I personally love for example reading the monthly updates on http://www.dnjournal.com/domainsales.htm . They are quite helpful to get a realistic approach towards the domain market. I am missing something like this for projects and would be even willing to pay some fee for "hard facts".
Great article. I love to see what sites do well on flippa, but some of them boggle my mind. Perhaps it's because not all buyers or sellers are rational, but I have to also think that there are schemes and scams that I'm not aware of at work there. I'd love to hear explanations for some of the sales I see there.
Flippa is a marvelous wasteland of make-money-fast sites being marketed as make-money-fast schemes themselves. Although there are diamonds in that rough, surely there is another place where people go to buy or sell more established, traditional web-based businesses. Where is that place?
From my brief browsing in the past its pretty obvious to me there's a lot of 'rough' and hardly any diamonds. Avoiding the scams is a skill in itself.
I don't think there is much possibility of making a success of a similar site for bigger cap web businesses, Thy are far less liquid assets and private sales would probably always be preferable to all parties involved once you're past a certain value threshold.
I really am not a fan of flippa, they have a great concePt and executed well yet they took the easy and (short term) more profitable route of allowing any old crap in. It's much like a lot of new online advertising platforms, there's a serious trust issue with all of the one ive seen where filtering out the scams, junk and misrepresentations is so time consuming and riskier it becomes not worth the time. I want to see flippa for quality small liquid sites (do they even exist and if thy do why would they be sold anyway?) and advertising platforms I can trust. Then I can start using these services.
Tom, as a long term watcher of website marketplaces, and the owner of the experienced-people forum, I completely agree with your assessment. Flippa did go down the route of quantity (more profit in listing fees) rather than quality. We did advise them when they started up that this would affect trust.
Flippa has a lot of sales listings of somewhat questionable value. However the "Just Sold" section ordered by descending price is a good place to look for valuable business niches, as it filters out a lot of the spammier listings : https://flippa.com/just-sold?sort_col=price&sort_dir=des....
I dont know, even the link you provided... the first few are something about "rx" sounds like cheap knockoff drugs from Mexico, "clickbank affiliate", affiliate gambling site, "makecashtakingsurveys.biz"... These all sound like the scum of the internet type of sites to me.

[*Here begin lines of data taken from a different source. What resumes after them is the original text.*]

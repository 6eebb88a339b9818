//! Outbound response types. Everything serializes camelCase for the
//! transport layer.

use serde::{Deserialize, Serialize};

/// What a result row is backed by
#[derive(Debug, Clone, Copy, PartialEq, Eq, Serialize, Deserialize)]
#[serde(rename_all = "snake_case")]
pub enum ResultType {
    Symbol,
    CodeChunk,
}

/// A symbol related to a result, tagged with the relationship kind and
/// direction
#[derive(Debug, Clone, Serialize, Deserialize)]
#[serde(rename_all = "camelCase")]
pub struct RelatedSymbol {
    pub name: String,
    /// Edge kind, e.g. "Calls", "Inherits"
    pub relation_type: String,
    /// "incoming" or "outgoing" relative to the result symbol
    pub direction: String,
    #[serde(skip_serializing_if = "Option::is_none")]
    pub file_path: Option<String>,
    #[serde(skip_serializing_if = "Option::is_none")]
    pub line: Option<u32>,
}

/// One ranked result
#[derive(Debug, Clone, Serialize, Deserialize)]
#[serde(rename_all = "camelCase")]
pub struct SearchResult {
    pub id: String,
    #[serde(rename = "type")]
    pub result_type: ResultType,
    pub repository: String,
    pub branch: String,
    pub file_path: String,
    pub language: String,
    pub symbol_name: String,
    pub symbol_kind: String,
    pub content: String,
    pub start_line: u32,
    pub end_line: u32,
    /// Blended ranking score
    pub score: f64,
    pub bm25_score: Option<f64>,
    pub vector_score: Option<f64>,
    pub graph_score: Option<f64>,
    #[serde(skip_serializing_if = "Option::is_none")]
    pub signature: Option<String>,
    #[serde(skip_serializing_if = "Option::is_none")]
    pub documentation: Option<String>,
    #[serde(skip_serializing_if = "Option::is_none")]
    pub related_symbols: Option<Vec<RelatedSymbol>>,
}

#[derive(Debug, Clone, Serialize, Deserialize)]
#[serde(rename_all = "camelCase")]
pub struct ResponseMetadata {
    pub keywords: Vec<String>,
    pub repository: String,
    pub branch: String,
}

/// The full payload of one `query` call
#[derive(Debug, Clone, Serialize, Deserialize)]
#[serde(rename_all = "camelCase")]
pub struct QueryResponse {
    pub query: String,
    pub intent: String,
    pub repository: String,
    pub branch: String,
    pub total_results: usize,
    pub execution_time_ms: u64,
    pub results: Vec<SearchResult>,
    pub suggested_queries: Vec<String>,
    pub metadata: ResponseMetadata,
    #[serde(skip_serializing_if = "Option::is_none")]
    pub truncated: Option<bool>,
}

impl QueryResponse {
    /// An empty but well-formed response (used for cancellation and for
    /// queries that match nothing)
    pub fn empty(query: &str, intent: &str, repository: &str, branch: &str) -> Self {
        Self {
            query: query.to_string(),
            intent: intent.to_string(),
            repository: repository.to_string(),
            branch: branch.to_string(),
            total_results: 0,
            execution_time_ms: 0,
            results: Vec::new(),
            suggested_queries: Vec::new(),
            metadata: ResponseMetadata {
                keywords: Vec::new(),
                repository: repository.to_string(),
                branch: branch.to_string(),
            },
            truncated: None,
        }
    }
}

#[cfg(test)]
mod tests {
    use super::*;

    #[test]
    fn serialization_is_camel_case() {
        let response = QueryResponse::empty("q", "search", "demo", "main");
        let json = serde_json::to_value(&response).unwrap();
        assert!(json.get("totalResults").is_some());
        assert!(json.get("executionTimeMs").is_some());
        assert!(json.get("suggestedQueries").is_some());
        assert!(json.get("metadata").unwrap().get("keywords").is_some());
        // Absent unless a budget bit
        assert!(json.get("truncated").is_none());
    }
}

You're absolutely right, there is still a lot of dross in there without a doubt - probably because very few people sell their decent, stable, money making sites.
I use it as more of an idea generator and its one of the few places where you can get some indication of revenue levels for particular types of sites .
Thanks for mentioning my forums. We do have a Due Diligence section on the forums in addition to ones on valuation, buying of websites, selling websites etc.
In my ten years plus of buying websites, I've noticed one massive change - the decline in quality and truth. Sellers have become very sharp at scamming buyers - faking traffic, faking revenue, faking the prospects of the business. It's a mine field and it's largely due to the emergence of the career seller, someone who creates sites just to sell. He is unable to make money with the site himself, but has an incentive to convince others that they can make money out of it.
Some of them run "site flipping" courses and talk a lot about "passive income from websites". Flippa has encouraged these site flippers as all their chatter does drive business.
Our forum has long been cynical and critical of some of these practices and we are, I believe, the largest destination on the internet for intelligent, unbiased comment on the subject of buying and selling websites and have exposed some of the biggest site selling scams on the internet including those of a couple of really sharp, high-end "template" sellers swindling buyers out of $50K+ for sites worth less than $500!
The "Just Sold" section, sheff, is filled with a fair amount of fiction. Many of those sites that have apparently sold ... haven't! I posted an example of this in a comment at your blog.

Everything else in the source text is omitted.